(Dataset entries)
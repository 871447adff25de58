use chrono::{DateTime, Utc};
use serde::Serialize;

use crate::uv::UvClass;

/// One cycle's sensor capture. `None` marks a field whose read failed after
/// retries; the engine never sees a raw sensor error. UV channels hold raw
/// irradiance at the sensor, before geometric correction.
#[derive(Debug, Clone, Copy, PartialEq, Serialize)]
#[serde(rename_all = "camelCase")]
pub struct SensorSample {
    pub timestamp: DateTime<Utc>,
    pub temperature_c: Option<f32>,
    pub humidity_pct: Option<f32>,
    pub uva_raw: Option<f32>,
    pub uvb_raw: Option<f32>,
    pub uvc_raw: Option<f32>,
}

impl SensorSample {
    /// A sample with every field marked failed.
    pub fn failed(timestamp: DateTime<Utc>) -> Self {
        Self {
            timestamp,
            temperature_c: None,
            humidity_pct: None,
            uva_raw: None,
            uvb_raw: None,
            uvc_raw: None,
        }
    }
}

/// The engine's output for one control cycle. UV values are corrected to
/// the basking surface; `uvc_class` is `None` when no UVC band is
/// configured.
#[derive(Debug, Clone, Copy, PartialEq, Serialize)]
#[serde(rename_all = "camelCase")]
pub struct ControlDecision {
    pub light_on: bool,
    pub heat_on: bool,
    pub daytime: bool,
    pub setpoint_c: f32,
    pub uva: Option<f32>,
    pub uvb: Option<f32>,
    pub uvc: Option<f32>,
    pub uva_class: UvClass,
    pub uvb_class: UvClass,
    pub uvc_class: Option<UvClass>,
    pub degraded: bool,
}

/// Timestamped record handed to the external sinks (readings log, MQTT,
/// dashboard API, display). Sinks copy what they need; the engine retains
/// nothing.
#[derive(Debug, Clone, Serialize)]
#[serde(rename_all = "camelCase")]
pub struct TelemetryRecord {
    pub timestamp: DateTime<Utc>,
    pub temperature: Option<f32>,
    pub humidity: Option<f32>,
    pub uva: Option<f32>,
    pub uvb: Option<f32>,
    pub uvc: Option<f32>,
    pub uva_band: UvClass,
    pub uvb_band: UvClass,
    pub uvc_band: Option<UvClass>,
    pub light_on: bool,
    pub heat_on: bool,
    pub setpoint: f32,
    pub degraded: bool,
}

impl TelemetryRecord {
    pub fn from_cycle(sample: &SensorSample, decision: &ControlDecision) -> Self {
        Self {
            timestamp: sample.timestamp,
            temperature: sample.temperature_c,
            humidity: sample.humidity_pct,
            uva: decision.uva,
            uvb: decision.uvb,
            uvc: decision.uvc,
            uva_band: decision.uva_class,
            uvb_band: decision.uvb_class,
            uvc_band: decision.uvc_class,
            light_on: decision.light_on,
            heat_on: decision.heat_on,
            setpoint: decision.setpoint_c,
            degraded: decision.degraded,
        }
    }

    /// CSV line for the readings log. Failed fields log as -1 so the column
    /// layout stays stable.
    pub fn csv_line(&self) -> String {
        fn one_dp(value: Option<f32>) -> String {
            value.map_or_else(|| "-1".to_string(), |v| format!("{v:.1}"))
        }
        fn four_dp(value: Option<f32>) -> String {
            value.map_or_else(|| "-1".to_string(), |v| format!("{v:.4}"))
        }

        format!(
            "{},{},{},{},{},{},{},{}",
            self.timestamp.to_rfc3339(),
            one_dp(self.temperature),
            one_dp(self.humidity),
            four_dp(self.uva),
            four_dp(self.uvb),
            four_dp(self.uvc),
            self.light_on as u8,
            self.heat_on as u8,
        )
    }
}

#[cfg(test)]
mod tests {
    use pretty_assertions::assert_eq;

    use super::*;

    fn sample() -> SensorSample {
        SensorSample {
            timestamp: DateTime::parse_from_rfc3339("2026-01-05T08:00:00Z")
                .unwrap()
                .with_timezone(&Utc),
            temperature_c: Some(28.05),
            humidity_pct: Some(61.2),
            uva_raw: Some(90.0),
            uvb_raw: None,
            uvc_raw: None,
        }
    }

    fn decision() -> ControlDecision {
        ControlDecision {
            light_on: true,
            heat_on: true,
            daytime: true,
            setpoint_c: 30.0,
            uva: Some(180.1234),
            uvb: None,
            uvc: None,
            uva_class: UvClass::Ok,
            uvb_class: UvClass::Unknown,
            uvc_class: None,
            degraded: false,
        }
    }

    #[test]
    fn csv_line_keeps_column_layout_under_failures() {
        let record = TelemetryRecord::from_cycle(&sample(), &decision());
        assert_eq!(
            record.csv_line(),
            "2026-01-05T08:00:00+00:00,28.1,61.2,180.1234,-1,-1,1,1"
        );
    }

    #[test]
    fn telemetry_serializes_with_camel_case_bands() {
        let record = TelemetryRecord::from_cycle(&sample(), &decision());
        let json = serde_json::to_value(&record).unwrap();
        assert_eq!(json["uvaBand"], "ok");
        assert_eq!(json["uvbBand"], "unknown");
        assert!(json["uvcBand"].is_null());
        assert_eq!(json["lightOn"], true);
        assert_eq!(json["degraded"], false);
    }
}
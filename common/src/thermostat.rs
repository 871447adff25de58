use serde::Serialize;

/// Commanded heat relay state.
#[derive(Debug, Clone, Copy, PartialEq, Eq, Serialize)]
#[serde(rename_all = "SCREAMING_SNAKE_CASE")]
pub enum HeatState {
    Off,
    On,
}

impl HeatState {
    pub fn is_on(self) -> bool {
        matches!(self, Self::On)
    }

    pub fn as_str(self) -> &'static str {
        match self {
            Self::Off => "OFF",
            Self::On => "ON",
        }
    }
}

/// Hysteresis heat controller.
///
/// The dead-band `[setpoint - tolerance, setpoint + tolerance]` holds the
/// current state, so the relay toggles at most once per boundary crossing.
/// Starts `Off` and runs for the process lifetime.
#[derive(Debug, Clone)]
pub struct Thermostat {
    state: HeatState,
}

impl Thermostat {
    pub fn new() -> Self {
        Self {
            state: HeatState::Off,
        }
    }

    pub fn state(&self) -> HeatState {
        self.state
    }

    /// Evaluate one cycle. A failed temperature sample holds the last
    /// commanded state; escalation is the fault counters' job.
    pub fn step(&mut self, temperature: Option<f32>, setpoint: f32, tolerance: f32) -> HeatState {
        let Some(temp) = temperature else {
            return self.state;
        };
        self.state = match self.state {
            HeatState::Off if temp < setpoint - tolerance => HeatState::On,
            HeatState::On if temp > setpoint + tolerance => HeatState::Off,
            state => state,
        };
        self.state
    }

    /// Drop to `Off` without evaluating. Used by the fail-safe path so a
    /// later recovery re-enters heating from a known state.
    pub fn force_off(&mut self) {
        self.state = HeatState::Off;
    }
}

impl Default for Thermostat {
    fn default() -> Self {
        Self::new()
    }
}
mod host;
mod relays;
mod sensors;
mod store;

#[tokio::main]
async fn main() -> anyhow::Result<()> {
    host::run().await
}
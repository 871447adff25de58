use serde::{Deserialize, Serialize};

/// Reference basking height in metres the inverse-square correction
/// normalises to.
const BASKING_REFERENCE_M: f32 = 0.3;

/// Corrected readings above this (μW/cm²) are treated as sensor faults.
const MAX_CORRECTED_UV: f32 = 100_000.0;

/// Acceptable irradiance window for one UV channel, in μW/cm² at the
/// basking surface.
#[derive(Debug, Clone, Copy, PartialEq, Serialize, Deserialize)]
pub struct UvBand {
    pub low: f32,
    pub high: f32,
}

impl UvBand {
    /// Band edges are inclusive: exactly `low` or `high` is `Ok`.
    pub fn classify(&self, value: Option<f32>) -> UvClass {
        match value {
            None => UvClass::Unknown,
            Some(v) if v < self.low => UvClass::Below,
            Some(v) if v > self.high => UvClass::Above,
            Some(_) => UvClass::Ok,
        }
    }
}

/// Classified exposure level for one UV channel. `Unknown` marks a failed
/// reading and is never collapsed into `Ok`.
#[derive(Debug, Clone, Copy, PartialEq, Eq, Serialize, Deserialize)]
#[serde(rename_all = "lowercase")]
pub enum UvClass {
    Below,
    Ok,
    Above,
    Unknown,
}

impl UvClass {
    pub fn as_str(self) -> &'static str {
        match self {
            Self::Below => "below",
            Self::Ok => "ok",
            Self::Above => "above",
            Self::Unknown => "unknown",
        }
    }
}

/// Mounting geometry relating the sensor's position to the basking point.
/// Distances in metres, angle in degrees from the sensor's mounting plane.
#[derive(Debug, Clone, Copy, PartialEq, Serialize, Deserialize)]
pub struct EnclosureGeometry {
    pub sensor_height_m: f32,
    pub lamp_dist_from_back_m: f32,
    pub enclosure_height_m: f32,
    pub sensor_angle_deg: f32,
}

impl EnclosureGeometry {
    /// Scale factor mapping a reading at the sensor's mount point to the
    /// estimated irradiance at the basking surface.
    ///
    /// Decomposes the sensor-to-lamp offset into horizontal and vertical
    /// components, applies inverse-square attenuation against the reference
    /// basking height, and a Lambertian cosine correction for the sensor's
    /// mounting angle. The cosine is clamped to `[0, 1]` so angles past 90°
    /// cannot flip the sign.
    pub fn correction_factor(&self) -> f32 {
        let horizontal = self.lamp_dist_from_back_m;
        let vertical = self.enclosure_height_m - self.sensor_height_m;
        let direct_distance = horizontal.hypot(vertical);

        let lamp_angle = vertical.atan2(horizontal).to_degrees();
        let effective_angle = (lamp_angle - self.sensor_angle_deg).abs();
        let cosine_factor = effective_angle.to_radians().cos().clamp(0.0, 1.0);

        let distance_factor = (BASKING_REFERENCE_M / direct_distance).powi(2);

        1.0 / (cosine_factor * distance_factor)
    }
}

/// Apply the geometric correction to a raw channel reading, rounded to
/// three decimals. Corrected values beyond the plausibility ceiling are
/// dropped rather than reported, same as a failed read.
pub fn correct_reading(raw: Option<f32>, factor: f32) -> Option<f32> {
    let corrected = (raw? * factor * 1000.0).round() / 1000.0;
    (corrected.is_finite() && corrected <= MAX_CORRECTED_UV).then_some(corrected)
}

#[cfg(test)]
mod tests {
    use pretty_assertions::assert_eq;

    use super::*;

    const BAND: UvBand = UvBand {
        low: 50.0,
        high: 100.0,
    };

    #[test]
    fn classification_boundaries_are_inclusive_into_ok() {
        assert_eq!(BAND.classify(Some(49.9)), UvClass::Below);
        assert_eq!(BAND.classify(Some(50.0)), UvClass::Ok);
        assert_eq!(BAND.classify(Some(100.0)), UvClass::Ok);
        assert_eq!(BAND.classify(Some(100.1)), UvClass::Above);
    }

    #[test]
    fn failed_reading_classifies_as_unknown() {
        assert_eq!(BAND.classify(None), UvClass::Unknown);
    }

    #[test]
    fn aligned_sensor_at_reference_distance_needs_no_correction() {
        let geometry = EnclosureGeometry {
            sensor_height_m: 0.6,
            lamp_dist_from_back_m: 0.3,
            enclosure_height_m: 0.6,
            sensor_angle_deg: 0.0,
        };
        assert!((geometry.correction_factor() - 1.0).abs() < 1e-5);
    }

    #[test]
    fn doubled_distance_quadruples_the_reading() {
        let geometry = EnclosureGeometry {
            sensor_height_m: 0.6,
            lamp_dist_from_back_m: 0.6,
            enclosure_height_m: 0.6,
            sensor_angle_deg: 0.0,
        };
        assert!((geometry.correction_factor() - 4.0).abs() < 1e-4);
    }

    #[test]
    fn angled_sensor_scales_by_inverse_cosine() {
        // 60° off the lamp axis at the reference distance: cos 60° = 0.5.
        let geometry = EnclosureGeometry {
            sensor_height_m: 0.6,
            lamp_dist_from_back_m: 0.3,
            enclosure_height_m: 0.6,
            sensor_angle_deg: 60.0,
        };
        assert!((geometry.correction_factor() - 2.0).abs() < 1e-4);
    }

    #[test]
    fn corrected_reading_rounds_and_caps() {
        assert_eq!(correct_reading(Some(10.0), 2.0), Some(20.0));
        assert_eq!(correct_reading(Some(1.23456), 1.0), Some(1.235));
        assert_eq!(correct_reading(None, 2.0), None);
        // Beyond the ceiling counts as a fault, not a huge number.
        assert_eq!(correct_reading(Some(200_000.0), 1.0), None);
    }
}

** Aim of the exercise **
All lines carrying the word "values" must be copied from the data above.

** Task response **
/// The engine's output for one control cycle. UV values are corrected to
/// three decimals. Corrected values beyond the plausibility ceiling are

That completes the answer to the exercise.